Brian Molefe: my beef was that I refused to be bullied by white people

Ex-Eskom CEO Brian Molefe says he is under the spotlight because he stood up to bullying by white-owned coal suppliers

Former Eskom CEO Brian Molefe knocked out his social media followers at the start of his testimony at the state capture commission, but ended up on the canvas.
Former Eskom CEO Brian Molefe knocked out his social media followers at the start of his testimony at the state capture commission, but ended up on the canvas. (Veli Nhlapo)

He is under the spotlight at the state capture inquiry because his sin was standing up to bullying by white-owned coal suppliers to Eskom.

This is the testimony of former Eskom CEO Brian Molefe, who appeared at the Zondo commission hearing in Braamfontein on Tuesday.

Upon being quizzed about why Eskom dumped Glencore-owned Optimum Coal Mine and Exxaro in favour of Gupta-owned Tegeta, Molefe said that the two companies — which had 40-year contracts with the power utility — had been strong-arming the SOE with impunity, and he had stopped them.

Molefe said that he, unlike those Eskom CEOs who came before him, was not scared of white people. This was why he was determined to stop Optimum and Exxaro in their tracks, as the two companies were white-owned.

“Why buy coal for R500 when you can get it for R450? There is a man in Newcastle who asked minister Bheki Cele the other day: nibasabani abelungu (why are you scared of white people)?” said Molefe.

Molefe was questioned as to why Eskom terminated a coal supply contract with Exxaro in December 2015, only for it to be given to Tegeta.

I refused to be bullied into acting against the interests of Eskom. They sold the mine to the Guptas on their own accord.

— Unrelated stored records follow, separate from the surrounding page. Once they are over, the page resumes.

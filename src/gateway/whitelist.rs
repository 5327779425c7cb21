//! Read-only command allow-list.

use super::GatewayError;

/// Query commands the device may be sent. Matching is by prefix at a word
/// boundary, so `display interface GigabitEthernet0/0/1` is covered by
/// `display interface`.
pub const ALLOWED_COMMANDS: &[&str] = &[
    "display bgp peer",
    "display bgp routing-table peer",
    "display interface brief",
    "display interface",
    "display interface statistics",
    "display ip interface brief",
    "display cpu-usage",
    "display memory-usage",
    "display version",
    "display current-configuration interface",
];

/// Check a command against the allow-list and return it whitespace-normalised.
pub fn authorize(command: &str) -> Result<String, GatewayError> {
    // A line break would smuggle a second command into the interactive shell.
    if command.chars().any(|c| c.is_control()) {
        return Err(GatewayError::Unauthorized(command.escape_debug().to_string()));
    }

    let normalized = command.split_whitespace().collect::<Vec<_>>().join(" ");
    let lower = normalized.to_ascii_lowercase();

    let allowed = ALLOWED_COMMANDS.iter().any(|prefix| {
        lower == *prefix || (lower.starts_with(prefix) && lower.as_bytes().get(prefix.len()) == Some(&b' '))
    });

    if allowed {
        Ok(normalized)
    } else {
        Err(GatewayError::Unauthorized(normalized))
    }
}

—  Former Eskom CEO Brian Molefe

According to the commission, Exxaro had been supplying coal to Eskom at more than R600 per ton. But Molefe told the commission that the company was demanding a price hike to R1,300 per ton if its contract was to be renewed in 2016.

Furthermore, added Molefe, Exxaro wanted Eskom to buy a piece of land for it to start a new coal mine.

Eskom, under his stewardship, he said, refused to bow to these “unreasonable” demands.

Molefe said the coal supply to Eskom by “cost-plus mines” was daylight robbery, which was designed to bankrupt Eskom. He said he was determined to stop this during his time at Megawatt Park.

Cost-plus mines, he explained, was phenomenon of coal mines, such as Optimum, that were funded by Eskom to mine and supply coal to the power utility. According to Molefe, this business practice was bogus and detrimental to Eskom.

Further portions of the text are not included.